**Task objective:** Search the listing for the string "escaped". Copy every line that has it.

**Records to use:**
=== Section Start ===

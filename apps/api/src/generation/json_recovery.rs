//! Recovers a JSON object from free-form model output.
//!
//! Models are told to answer with bare JSON but often wrap it in prose, code
//! fences, or leave trailing commas. Recovery runs an ordered chain of pure
//! strategies and stops at the first that yields an object. If none does,
//! the caller gets an error; content is never fabricated.

use std::sync::LazyLock;

use regex::Regex;
use serde_json::Value;
use thiserror::Error;
use tracing::debug;

/// A recovery strategy: raw model text in, parsed JSON object out.
pub type Strategy = fn(&str) -> Option<Value>;

/// Tried in order.
pub const STRATEGIES: &[(&str, Strategy)] = &[
    ("brace_scan", brace_scan),
    ("pattern_extraction", pattern_extraction),
    ("outer_slice", outer_slice),
];

/// Fields a candidate must carry for pattern extraction to accept it.
const CORE_FIELDS: &[&str] = &["title", "problem", "solution"];

static WHITESPACE_RUN: LazyLock<Regex> =
    LazyLock::new(|| Regex::new(r"\s+").expect("whitespace pattern is valid"));

static TRAILING_COMMA: LazyLock<Regex> =
    LazyLock::new(|| Regex::new(r",\s*([}\]])").expect("trailing comma pattern is valid"));

// Brace-balanced object with at most one level of nested objects.
static OBJECT_LIKE: LazyLock<Regex> = LazyLock::new(|| {
    Regex::new(r"\{(?:[^{}]|\{[^{}]*\})*\}").expect("object pattern is valid")
});

#[derive(Debug, Error, PartialEq, Eq)]
#[error("no JSON object could be recovered from model output ({chars} chars)")]
pub struct RecoveryError {
    pub chars: usize,
}

/// Runs every strategy in order and returns the first object recovered.
pub fn recover_json(text: &str) -> Result<Value, RecoveryError> {
    for (name, strategy) in STRATEGIES {
        if let Some(value) = strategy(text) {
            debug!("Recovered model JSON via {name}");
            return Ok(value);
        }
    }
    Err(RecoveryError {
        chars: text.chars().count(),
    })
}

/// Collapses whitespace runs and strips trailing commas before `}` or `]`.
pub fn normalize(candidate: &str) -> String {
    let collapsed = WHITESPACE_RUN.replace_all(candidate.trim(), " ");
    TRAILING_COMMA.replace_all(&collapsed, "$1").into_owned()
}

fn parse_object(candidate: &str) -> Option<Value> {
    serde_json::from_str::<Value>(&normalize(candidate))
        .ok()
        .filter(Value::is_object)
}

fn has_core_fields(value: &Value) -> bool {
    CORE_FIELDS.iter().all(|field| {
        value
            .get(field)
            .and_then(Value::as_str)
            .is_some_and(|s| !s.trim().is_empty())
    })
}

/// The first balanced top-level `{...}` span. Braces inside JSON string
/// literals are skipped once the scan is inside an object.
fn first_balanced_object(text: &str) -> Option<&str> {
    let mut depth = 0usize;
    let mut start = 0usize;
    let mut in_string = false;
    let mut escaped = false;

    for (i, c) in text.char_indices() {
        if in_string {
            if escaped {
                escaped = false;
            } else if c == '\\' {
                escaped = true;
            } else if c == '"' {
                in_string = false;
            }
            continue;
        }

        match c {
            '"' if depth > 0 => in_string = true,
            '{' => {
                if depth == 0 {
                    start = i;
                }
                depth += 1;
            }
            '}' if depth > 0 => {
                depth -= 1;
                if depth == 0 {
                    return Some(&text[start..=i]);
                }
            }
            _ => {}
        }
    }
    None
}

pub fn brace_scan(text: &str) -> Option<Value> {
    first_balanced_object(text).and_then(parse_object)
}

pub fn pattern_extraction(text: &str) -> Option<Value> {
    let mut candidates: Vec<&str> = OBJECT_LIKE.find_iter(text).map(|m| m.as_str()).collect();
    candidates.sort_by_key(|c| std::cmp::Reverse(c.len()));

    candidates
        .into_iter()
        .filter_map(parse_object)
        .find(has_core_fields)
}

pub fn outer_slice(text: &str) -> Option<Value> {
    let start = text.find('{')?;
    let end = text.rfind('}')?;
    if end <= start {
        return None;
    }
    parse_object(&text[start..=end])
}

#[cfg(test)]
mod tests {
    use super::*;
    use serde_json::json;

    #[test]
    fn test_embedded_object_in_prose() {
        let text = r#"Here is your idea: {"title":"X","problem":"Y","solution":"Z","revenue_streams":["a"]} Hope it helps!"#;
        let value = brace_scan(text).unwrap();
        assert_eq!(value["title"], "X");
        assert_eq!(value["solution"], "Z");
        assert_eq!(recover_json(text).unwrap(), value);
    }

    #[test]
    fn test_trailing_comma_is_stripped() {
        assert_eq!(brace_scan(r#"{"title":"X",}"#).unwrap(), json!({"title": "X"}));
        assert_eq!(
            recover_json("{\"tags\": [\"a\", \"b\",\n],\n}").unwrap(),
            json!({"tags": ["a", "b"]})
        );
    }

    #[test]
    fn test_no_brace_fails_every_strategy() {
        let text = "I'm sorry, I can't help with that request.";
        for (name, strategy) in STRATEGIES {
            assert!(strategy(text).is_none(), "{name} should not recover anything");
        }
        assert!(recover_json(text).is_err());
    }

    #[test]
    fn test_code_fenced_output() {
        let text = "```json\n{\n  \"title\": \"Fenced\",\n  \"problem\": \"p\",\n  \"solution\": \"s\"\n}\n```";
        assert_eq!(recover_json(text).unwrap()["title"], "Fenced");
    }

    #[test]
    fn test_braces_inside_strings_do_not_end_scan() {
        let text = r#"{"title":"Use {curly} braces","problem":"p","solution":"s"}"#;
        assert_eq!(brace_scan(text).unwrap()["title"], "Use {curly} braces");
    }

    #[test]
    fn test_nested_object_is_kept_whole() {
        let text = r#"Sure! {"title":"T","problem":"P","solution":"S","validation_data":{"market_trends":["x"],"competitor_analysis":"c","demand_indicators":[]}}"#;
        let value = recover_json(text).unwrap();
        assert_eq!(value["validation_data"]["competitor_analysis"], "c");
    }

    #[test]
    fn test_pattern_extraction_skips_earlier_broken_object() {
        // The first balanced span is not JSON, so brace_scan gives up.
        let text = r#"Draft: {title: oops} Final: {"title":"Real","problem":"P","solution":"S"}"#;
        assert!(brace_scan(text).is_none());
        let value = pattern_extraction(text).unwrap();
        assert_eq!(value["title"], "Real");
        assert_eq!(recover_json(text).unwrap()["title"], "Real");
    }

    #[test]
    fn test_pattern_extraction_requires_core_fields() {
        let text = r#"{bad} {"title":"Only title"}"#;
        assert!(pattern_extraction(text).is_none());
    }

    #[test]
    fn test_unbalanced_text_recovers_nothing() {
        // Unbalanced leading brace defeats the scan and the slice; deep nesting defeats the pattern.
        let text = r#"{ {"title":"T","problem":"P","solution":"S","x":{"y":{"z":1}}}"#;
        assert!(brace_scan(text).is_none());
        assert!(pattern_extraction(text).is_none());
        assert!(outer_slice(text).is_none());
        assert!(recover_json(text).is_err());
    }

    #[test]
    fn test_outer_slice_handles_deep_nesting() {
        let text = r#"note } {"title":"T","problem":"P","solution":"S","x":{"y":{"z":1}}}"#;
        assert!(pattern_extraction(text).is_none());
        assert_eq!(outer_slice(text).unwrap()["x"]["y"]["z"], 1);
    }

    #[test]
    fn test_arrays_are_not_accepted_as_objects() {
        assert!(recover_json("[1, 2, 3]").is_err());
    }

    #[test]
    fn test_normalize_collapses_whitespace() {
        assert_eq!(normalize("{\n  \"a\":\t1 ,\n}"), "{ \"a\": 1 }");
    }
}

=== Section End ===

**Result for this exercise:**
    let mut escaped = false;
            if escaped {
                escaped = false;
                escaped = true;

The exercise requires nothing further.